Spread the Love – Decentralizing Sustainability Solutions

Spread the Love – Decentralizing Sustainability Solutions

Vehicles account for 43% of Georgia’s CO2 emissions. Transporting people and products makes sense, but much of what we transport is trash. Sanitation work remains an important essential business, but not all of our garbage belongs in a landfill.

Drawdown Georgia- Scott Park Community Garden Compost

Pictured above is the composting system at the Scott Park Community Garden in Decatur, Ga.

Food waste comprises 12% of municipal solid waste in Georgia, which translates to 800,000 tons per year. While a map of composting facilities in Georgia shows alternatives to landfills, it also shows that there is nothing close to the most populated area, Atlanta, which is responsible for half of the state’s food waste.
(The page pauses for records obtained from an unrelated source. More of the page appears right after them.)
//! Process-unique identifiers for entities and components.

use std::cell::Cell;
use std::fmt;

/// An identifier issued by a [`Context`](crate::context::Context)'s
/// monotonic counter. Unique within the process for the lifetime of that
/// context; never reused.
#[derive(Clone, Copy, PartialEq, Eq, PartialOrd, Ord, Hash, Default)]
pub struct Id(u64);

impl Id {
  /// The nil id. Doubles as the synthetic root of the entity forest: every
  /// true root's parent slot points here.
  pub const NIL: Id = Id(0);

  pub const fn from_raw(raw: u64) -> Self {
    Id(raw)
  }

  pub const fn as_u64(self) -> u64 {
    self.0
  }

  pub const fn is_nil(self) -> bool {
    self.0 == 0
  }
}

impl fmt::Debug for Id {
  fn fmt(&self, f: &mut fmt::Formatter<'_>) -> fmt::Result {
    write!(f, "Id({})", self.0)
  }
}

impl fmt::Display for Id {
  fn fmt(&self, f: &mut fmt::Formatter<'_>) -> fmt::Result {
    write!(f, "{}", self.0)
  }
}

/// The per-context counter behind [`Context::next_id`].
///
/// Lives on the worker and is never shared, so a plain `Cell` suffices.
pub(crate) struct IdGenerator {
  next: Cell<u64>,
}

impl IdGenerator {
  pub fn new() -> Self {
    IdGenerator { next: Cell::new(1) }
  }

  pub fn next_id(&self) -> Id {
    let id = self.next.get();
    self.next.set(id + 1);
    Id(id)
  }

  /// Bump the counter past an externally supplied id so later generated ids
  /// stay unique.
  pub fn reserve(&self, id: Id) {
    if id.0 >= self.next.get() {
      self.next.set(id.0 + 1);
    }
  }
}
//! Components: named sub-behaviors attached to entities.
//!
//! User types implement [`Component`] and override whichever lifecycle
//! callbacks they care about; the scheduler invokes the overridden ones at
//! the right points of the owning entity's life. The framework-side state of
//! an attached component — id, name, prototype, state machine, enabled and
//! fixed flags — lives in a [`ComponentCell`] wrapping the user payload.

use std::cell::{Cell, RefCell};
use std::fmt;
use std::rc::{Rc, Weak};

use downcast::{downcast, Any};
use smol_str::SmolStr;

use crate::context::Context;
use crate::entity::Entity;
use crate::event::{Hook, ManagedHooks};
use crate::id::Id;
use crate::list::SlotKey;

/// The state machine of an attached component. Transitions only move
/// forward; an attempt to set an earlier state is silently dropped.
#[derive(Debug, Clone, Copy, PartialEq, Eq, PartialOrd, Ord)]
pub enum ComponentState {
  /// Freshly constructed, not yet on an entity.
  Birth,
  /// On an entity's component list, not yet woken.
  Attach,
  Awake,
  Start,
  Alive,
  /// Removal has begun; the slot is still addressable.
  Detach,
  Shut,
  Death,
}

impl fmt::Display for ComponentState {
  fn fmt(&self, f: &mut fmt::Formatter<'_>) -> fmt::Result {
    let s = match self {
      ComponentState::Birth => "birth",
      ComponentState::Attach => "attach",
      ComponentState::Awake => "awake",
      ComponentState::Start => "start",
      ComponentState::Alive => "alive",
      ComponentState::Detach => "detach",
      ComponentState::Shut => "shut",
      ComponentState::Death => "death",
    };
    f.write_str(s)
  }
}

/// What a lifecycle callback can reach: the runtime context, the owning
/// entity, and (for component callbacks) the component's own cell.
pub struct Access<'a> {
  ctx: &'a Rc<Context>,
  entity: &'a Rc<Entity>,
  cell: Option<&'a Rc<ComponentCell>>,
}

impl<'a> Access<'a> {
  pub(crate) fn new(
    ctx: &'a Rc<Context>,
    entity: &'a Rc<Entity>,
    cell: Option<&'a Rc<ComponentCell>>,
  ) -> Self {
    Access { ctx, entity, cell }
  }

  pub fn context(&self) -> &Rc<Context> {
    self.ctx
  }

  /// The entity the callback is running under.
  pub fn entity(&self) -> &Rc<Entity> {
    self.entity
  }

  /// The cell of the component the callback is running on. `None` for
  /// entity-level callbacks.
  pub fn this(&self) -> Option<&Rc<ComponentCell>> {
    self.cell
  }

  /// Request removal of the component this callback runs on (or of the
  /// entity, for entity-level callbacks). Applied at the next safe point,
  /// never mid-callback.
  pub fn destroy_self(&self) {
    match self.cell {
      Some(cell) => cell.destroy_self(),
      None => self.entity.destroy_self(),
    }
  }
}

/// A user-defined component behavior.
///
/// Every callback has a default empty body; implement the ones the
/// component needs. All of them run on the runtime's single worker.
pub trait Component: Any {
  fn awake(&mut self, access: &Access<'_>) {
    let _ = access;
  }

  fn start(&mut self, access: &Access<'_>) {
    let _ = access;
  }

  /// Called once per frame, in component insertion order within the entity.
  fn update(&mut self, access: &Access<'_>) {
    let _ = access;
  }

  /// Called once per frame after *every* component's `update` has run.
  fn late_update(&mut self, access: &Access<'_>) {
    let _ = access;
  }

  fn shut(&mut self, access: &Access<'_>) {
    let _ = access;
  }

  fn dispose(&mut self, access: &Access<'_>) {
    let _ = access;
  }

  fn on_enable(&mut self, access: &Access<'_>) {
    let _ = access;
  }

  fn on_disable(&mut self, access: &Access<'_>) {
    let _ = access;
  }
}

downcast!(dyn Component);

/// Framework-side state of one attached component.
pub struct ComponentCell {
  id: Cell<Id>,
  name: RefCell<SmolStr>,
  prototype: SmolStr,
  state: Cell<ComponentState>,
  /// Whether the state machine ever reached `awake`; decides if shut and
  /// dispose callbacks are owed.
  woken: Cell<bool>,
  enabled: Cell<bool>,
  fixed: Cell<bool>,
  payload: RefCell<Box<dyn Component>>,
  owner: RefCell<Weak<Entity>>,
  attached: Cell<SlotKey>,
  hooks: ManagedHooks,
}

impl ComponentCell {
  /// Wrap a user component under a name. The cell starts in `birth` with no
  /// owner; attach it with
  /// [`Entity::add_component`](crate::entity::Entity::add_component).
  pub fn new(
    name: impl Into<SmolStr>,
    prototype: impl Into<SmolStr>,
    payload: Box<dyn Component>,
  ) -> Rc<ComponentCell> {
    Rc::new(ComponentCell {
      id: Cell::new(Id::NIL),
      name: RefCell::new(name.into()),
      prototype: prototype.into(),
      state: Cell::new(ComponentState::Birth),
      woken: Cell::new(false),
      enabled: Cell::new(true),
      fixed: Cell::new(false),
      payload: RefCell::new(payload),
      owner: RefCell::new(Weak::new()),
      attached: Cell::new(SlotKey {
        index: usize::MAX,
        version: 0,
      }),
      hooks: ManagedHooks::new(),
    })
  }

  /// Shorthand for wrapping a concrete component type, naming it after the
  /// type unless a name is given.
  pub fn wrap<C: Component>(
    component: C,
    name: Option<&str>,
  ) -> Rc<ComponentCell> {
    let prototype = std::any::type_name::<C>();
    let short = prototype.rsplit("::").next().unwrap_or(prototype);
    ComponentCell::new(
      name.unwrap_or(short),
      prototype,
      Box::new(component),
    )
  }

  pub fn id(&self) -> Id {
    self.id.get()
  }

  /// The user-given name. Multiple components on one entity may share a
  /// name; they form one contiguous run in the component list.
  pub fn name(&self) -> SmolStr {
    self.name.borrow().clone()
  }

  pub fn prototype(&self) -> &SmolStr {
    &self.prototype
  }

  pub fn state(&self) -> ComponentState {
    self.state.get()
  }

  pub fn is_fixed(&self) -> bool {
    self.fixed.get()
  }

  pub fn is_enabled(&self) -> bool {
    self.enabled.get()
  }

  /// The entity this component is attached to, if it is attached and the
  /// entity is still alive somewhere.
  pub fn owner(&self) -> Option<Rc<Entity>> {
    self.owner.borrow().upgrade()
  }

  /// Toggle the enabled flag. Setting the current value again is a no-op:
  /// no event fires and no callback runs.
  pub fn set_enabled(self: &Rc<Self>, enabled: bool) {
    if self.enabled.get() == enabled {
      return;
    }
    if self.state.get() > ComponentState::Alive {
      return;
    }
    self.enabled.set(enabled);
    if let Some(owner) = self.owner() {
      owner.on_component_enable_changed(self);
    }
  }

  /// Request removal of this component from its owner. Only acts while the
  /// component is in awake, start or alive; the removal is deferred to the
  /// next safe point.
  pub fn destroy_self(&self) {
    match self.state.get() {
      ComponentState::Awake | ComponentState::Start | ComponentState::Alive => {}
      _ => return,
    }
    if let Some(owner) = self.owner() {
      if let Some(ctx) = owner.context() {
        ctx.defer_remove_component(owner.id(), self.id());
      }
    }
  }

  /// Run a closure over the payload downcast to its concrete type.
  pub fn with<C: Component, R>(&self, f: impl FnOnce(&C) -> R) -> Option<R> {
    let payload = self.payload.try_borrow().ok()?;
    let concrete = payload.downcast_ref::<C>().ok()?;
    Some(f(concrete))
  }

  /// Like [`with`](Self::with), with mutable access.
  pub fn with_mut<C: Component, R>(
    &self,
    f: impl FnOnce(&mut C) -> R,
  ) -> Option<R> {
    let mut payload = self.payload.try_borrow_mut().ok()?;
    let concrete = payload.downcast_mut::<C>().ok()?;
    Some(f(concrete))
  }

  pub fn is<C: Component>(&self) -> bool {
    self
      .payload
      .try_borrow()
      .map(|p| p.downcast_ref::<C>().is_ok())
      .unwrap_or(false)
  }

  /// Keep a hook alive for as long as this component is; all managed hooks
  /// are unbound when the component reaches `death`.
  pub fn manage_hook(&self, hook: Hook) {
    self.hooks.manage(hook);
  }

  // Crate-side accessors used by the component manager and the scheduler.

  pub(crate) fn set_id(&self, id: Id) {
    self.id.set(id);
  }

  pub(crate) fn set_name(&self, name: SmolStr) {
    *self.name.borrow_mut() = name;
  }

  pub(crate) fn set_fixed(&self, fixed: bool) {
    self.fixed.set(fixed);
  }

  /// Advance the state machine. Downgrades are silently dropped.
  pub(crate) fn set_state(&self, state: ComponentState) {
    if state <= self.state.get() {
      return;
    }
    self.state.set(state);
    if state == ComponentState::Awake {
      self.woken.set(true);
    }
    if state == ComponentState::Death {
      self.hooks.unbind_all();
    }
  }

  pub(crate) fn has_woken(&self) -> bool {
    self.woken.get()
  }

  pub(crate) fn set_owner(&self, owner: &Rc<Entity>) {
    *self.owner.borrow_mut() = Rc::downgrade(owner);
  }

  pub(crate) fn attached_key(&self) -> SlotKey {
    self.attached.get()
  }

  pub(crate) fn set_attached_key(&self, key: SlotKey) {
    self.attached.set(key);
  }

  pub(crate) fn compact_hooks(&self) {
    self.hooks.compact();
  }

  /// Borrow the payload mutably for a lifecycle callback. Fails when the
  /// payload is already borrowed, i.e. a callback on this same component is
  /// on the stack.
  pub(crate) fn payload_mut(
    &self,
  ) -> Result<std::cell::RefMut<'_, Box<dyn Component>>, ()> {
    self.payload.try_borrow_mut().map_err(|_| ())
  }
}

impl fmt::Debug for ComponentCell {
  fn fmt(&self, f: &mut fmt::Formatter<'_>) -> fmt::Result {
    f.debug_struct("ComponentCell")
      .field("id", &self.id.get())
      .field("name", &*self.name.borrow())
      .field("prototype", &self.prototype)
      .field("state", &self.state.get())
      .field("enabled", &self.enabled.get())
      .field("fixed", &self.fixed.get())
      .finish()
  }
}
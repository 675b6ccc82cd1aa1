//! Error types for every public surface of the runtime.

use std::backtrace::Backtrace;
use std::fmt;

use smol_str::SmolStr;
use thiserror::Error;

use crate::component::ComponentState;
use crate::entity::EntityState;
use crate::id::Id;

/// Argument and lifecycle errors from the entity-component core.
#[derive(Debug, Error)]
pub enum EcError {
  #[error("components list is empty")]
  EmptyComponents,
  #[error("component {name:?} is in state {state}, expected birth")]
  ComponentNotBirth { name: SmolStr, state: ComponentState },
  #[error("entity is in state {0}, expected birth")]
  EntityNotBirth(EntityState),
  #[error("component name {0:?} is fixed on this entity")]
  DuplicateFixedName(SmolStr),
  #[error("duplicate entity id {0}")]
  DuplicateId(Id),
  #[error("entity {0} not found")]
  EntityNotFound(Id),
  #[error("parent {0} not found")]
  ParentNotFound(Id),
  #[error("entity {0} cannot be its own parent")]
  SelfParent(Id),
  #[error("parent {id} is in state {state}, cannot take children")]
  ParentNotLive { id: Id, state: EntityState },
  #[error("entity {id} is in state {state}, cannot rearrange its tree node")]
  EntityNotLive { id: Id, state: EntityState },
  #[error("moving {child} under {parent} would create a cycle")]
  TreeCycle { child: Id, parent: Id },
  #[error("entity {0} is not detached")]
  NotDetached(Id),
  #[error("entity prototype {0:?} is not declared")]
  UnknownPrototype(SmolStr),
  #[error("building entity from prototype {0:?}: {1}")]
  Instantiate(SmolStr, eyre::Error),
}

/// Errors from the `Play…` control surface of a manually stepped runtime.
#[derive(Debug, Error, Clone, Copy, PartialEq, Eq)]
pub enum PlayError {
  #[error("ctrl chan is closed")]
  Closed,
  #[error("runtime frame is not in manual mode")]
  NotManual,
  #[error("deadline elapsed while waiting on the ctrl chan")]
  Deadline,
}

/// Errors observed by a cooperative-call future.
#[derive(Debug, Error, Clone, Copy, PartialEq, Eq)]
pub enum CallError {
  #[error("runtime is terminated, call was not accepted")]
  Terminated,
  #[error("call was consumed but produced no result")]
  Aborted,
  #[error("task queue is full")]
  QueueFull,
  #[error("result is not ready yet")]
  NotReady,
}

/// Fatal runtime misuse.
#[derive(Debug, Error, Clone, Copy, PartialEq, Eq)]
pub enum RunError {
  #[error("runtime is already running")]
  AlreadyRunning,
  #[error("runtime context is already terminated")]
  Terminated,
  #[error("runtime context is already paired with another runtime")]
  AlreadyPaired,
}

/// A panic recovered inside a user callback, wrapped for the report sink.
///
/// Only produced when the context runs with `auto_recover`; otherwise the
/// panic propagates up the worker and aborts the runtime.
pub struct PanicReport {
  /// What the worker was doing when the callback panicked.
  pub what: SmolStr,
  /// Best-effort rendering of the panic payload.
  pub message: String,
  pub backtrace: Backtrace,
}

impl PanicReport {
  pub(crate) fn new(what: impl Into<SmolStr>, message: String) -> Self {
    PanicReport {
      what: what.into(),
      message,
      backtrace: Backtrace::capture(),
    }
  }
}

impl fmt::Debug for PanicReport {
  fn fmt(&self, f: &mut fmt::Formatter<'_>) -> fmt::Result {
    f.debug_struct("PanicReport")
      .field("what", &self.what)
      .field("message", &self.message)
      .finish_non_exhaustive()
  }
}

impl fmt::Display for PanicReport {
  fn fmt(&self, f: &mut fmt::Formatter<'_>) -> fmt::Result {
    write!(f, "{}: {}", self.what, self.message)
  }
}

/// Render a `catch_unwind` payload the way the panic hook would.
pub(crate) fn panic_message(payload: &(dyn std::any::Any + Send)) -> String {
  if let Some(s) = payload.downcast_ref::<&'static str>() {
    (*s).to_owned()
  } else if let Some(s) = payload.downcast_ref::<String>() {
    s.clone()
  } else {
    "non-string panic payload".to_owned()
  }
}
In the United States, food is most commonly wasted at the consumption stage (rather than the production, processing, distribution, and retail stages), which means that tackling food waste closer to homes and restaurants is an important step to combatting the carbon footprint of wasted food.

You may be thinking that dealing with food waste requires lots of land, equipment, and labor, which translates to high costs. If handled through centralized operations, these concerns are completely valid. However, sustainability doesn’t have to be expensive or centralized. Rather than spending resources on transporting waste away to be processed or buried, we should be using it as close to sources as possible. Recovering these nutrients and energy can be done through very specific and simple actions by leveraging efforts within our own communities. 

Composting combats food waste by producing soil amendments to fertilize the land, which is especially helpful for food production. Composting also reduces carbon footprints through decreases in transportation and landfill emissions. Additionally, composting creates opportunities for sustainable jobs and civic community collaborations. Small-scale composting operations, such as through community gardens and commercial facilitators, enable local solutions with big impacts. 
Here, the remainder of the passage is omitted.